## Exercise brief
Set down word for word the lines that begin the entries and run through the line containing "pub fn byte_length(&self)". Give nothing further.

## Source information

++++++++++

//! EncodedAudioChunk and the audio codec configuration records

use super::error::{range_error, Result};

/// Chunk type: sync point or dependent frame
#[derive(Debug, Clone, Copy, PartialEq, Eq)]
pub enum EncodedAudioChunkType {
  Key,
  Delta,
}

/// Init record for constructing an EncodedAudioChunk
///
/// `data` is owned and moves into the chunk.
#[derive(Debug, Clone)]
pub struct EncodedAudioChunkInit {
  pub chunk_type: EncodedAudioChunkType,
  /// Timestamp in microseconds
  pub timestamp: i64,
  /// Duration in microseconds
  pub duration: Option<i64>,
  pub data: Vec<u8>,
}

/// One compressed audio chunk; payload is immutable after construction
#[derive(Debug, Clone)]
pub struct EncodedAudioChunk {
  chunk_type: EncodedAudioChunkType,
  timestamp_us: i64,
  duration_us: Option<i64>,
  data: Vec<u8>,
}

impl EncodedAudioChunk {
  pub fn new(init: EncodedAudioChunkInit) -> Self {
    Self {
      chunk_type: init.chunk_type,
      timestamp_us: init.timestamp,
      duration_us: init.duration,
      data: init.data,
    }
  }

  pub fn chunk_type(&self) -> EncodedAudioChunkType {
    self.chunk_type
  }

  /// Timestamp in microseconds
  pub fn timestamp(&self) -> i64 {
    self.timestamp_us
  }

  /// Duration in microseconds
  pub fn duration(&self) -> Option<i64> {
    self.duration_us
  }

  pub fn byte_length(&self) -> usize {
    self.data.len()
  }

  /// Copy the payload into `dest`
  pub fn copy_to(&self, dest: &mut [u8]) -> Result<()> {
    if dest.len() < self.data.len() {
      return Err(range_error(&format!(
        "destination buffer too small: need {} bytes, got {}",
        self.data.len(),
        dest.len()
      )));
    }
    dest[..self.data.len()].copy_from_slice(&self.data);
    Ok(())
  }

  pub(crate) fn payload(&self) -> &[u8] {
    &self.data
  }
}

/// AudioDecoder configuration
#[derive(Debug, Clone)]
pub struct AudioDecoderConfig {
  /// Codec identifier, e.g. "opus", "vorbis", "flac"
  pub codec: String,
  pub sample_rate: u32,
  pub number_of_channels: u32,
  /// Out-of-band side data required by some codecs (stream info, setup
  /// packets)
  pub description: Option<Vec<u8>>,
}

/// Opus-specific encoder knobs, passed through as codec-private options
#[derive(Debug, Clone, Default)]
pub struct OpusEncoderConfig {
  /// Frame duration in microseconds
  pub frame_duration: Option<u64>,
  /// Expected packet loss percentage (0-100)
  pub packetlossperc: Option<u32>,
  pub useinbandfec: Option<bool>,
  /// Bitstream format ("opus" or "ogg")
  pub format: Option<String>,
}

/// FLAC-specific encoder knobs
#[derive(Debug, Clone, Default)]
pub struct FlacEncoderConfig {
  pub block_size: Option<u32>,
}

/// AudioEncoder configuration
#[derive(Debug, Clone)]
pub struct AudioEncoderConfig {
  pub codec: String,
  pub sample_rate: Option<u32>,
  pub number_of_channels: Option<u32>,
  /// Target bitrate in bits per second
  pub bitrate: Option<u64>,
  pub opus: Option<OpusEncoderConfig>,
  pub flac: Option<FlacEncoderConfig>,
}

/// Result of `AudioDecoder::is_config_supported`
#[derive(Debug, Clone)]
pub struct AudioDecoderSupport {
  pub supported: bool,
  /// Normalized echo of the queried configuration
  pub config: AudioDecoderConfig,
}

/// Result of `AudioEncoder::is_config_supported`
#[derive(Debug, Clone)]
pub struct AudioEncoderSupport {
  pub supported: bool,
  pub config: AudioEncoderConfig,
}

++++++++++

## Reply to the task
//! EncodedAudioChunk and the audio codec configuration records

use super::error::{range_error, Result};

/// Chunk type: sync point or dependent frame
#[derive(Debug, Clone, Copy, PartialEq, Eq)]
pub enum EncodedAudioChunkType {
  Key,
  Delta,
}

/// Init record for constructing an EncodedAudioChunk
///
/// `data` is owned and moves into the chunk.
#[derive(Debug, Clone)]
pub struct EncodedAudioChunkInit {
  pub chunk_type: EncodedAudioChunkType,
  /// Timestamp in microseconds
  pub timestamp: i64,
  /// Duration in microseconds
  pub duration: Option<i64>,
  pub data: Vec<u8>,
}

/// One compressed audio chunk; payload is immutable after construction
#[derive(Debug, Clone)]
pub struct EncodedAudioChunk {
  chunk_type: EncodedAudioChunkType,
  timestamp_us: i64,
  duration_us: Option<i64>,
  data: Vec<u8>,
}

impl EncodedAudioChunk {
  pub fn new(init: EncodedAudioChunkInit) -> Self {
    Self {
      chunk_type: init.chunk_type,
      timestamp_us: init.timestamp,
      duration_us: init.duration,
      data: init.data,
    }
  }

  pub fn chunk_type(&self) -> EncodedAudioChunkType {
    self.chunk_type
  }

  /// Timestamp in microseconds
  pub fn timestamp(&self) -> i64 {
    self.timestamp_us
  }

  /// Duration in microseconds
  pub fn duration(&self) -> Option<i64> {
    self.duration_us
  }

  pub fn byte_length(&self) -> usize {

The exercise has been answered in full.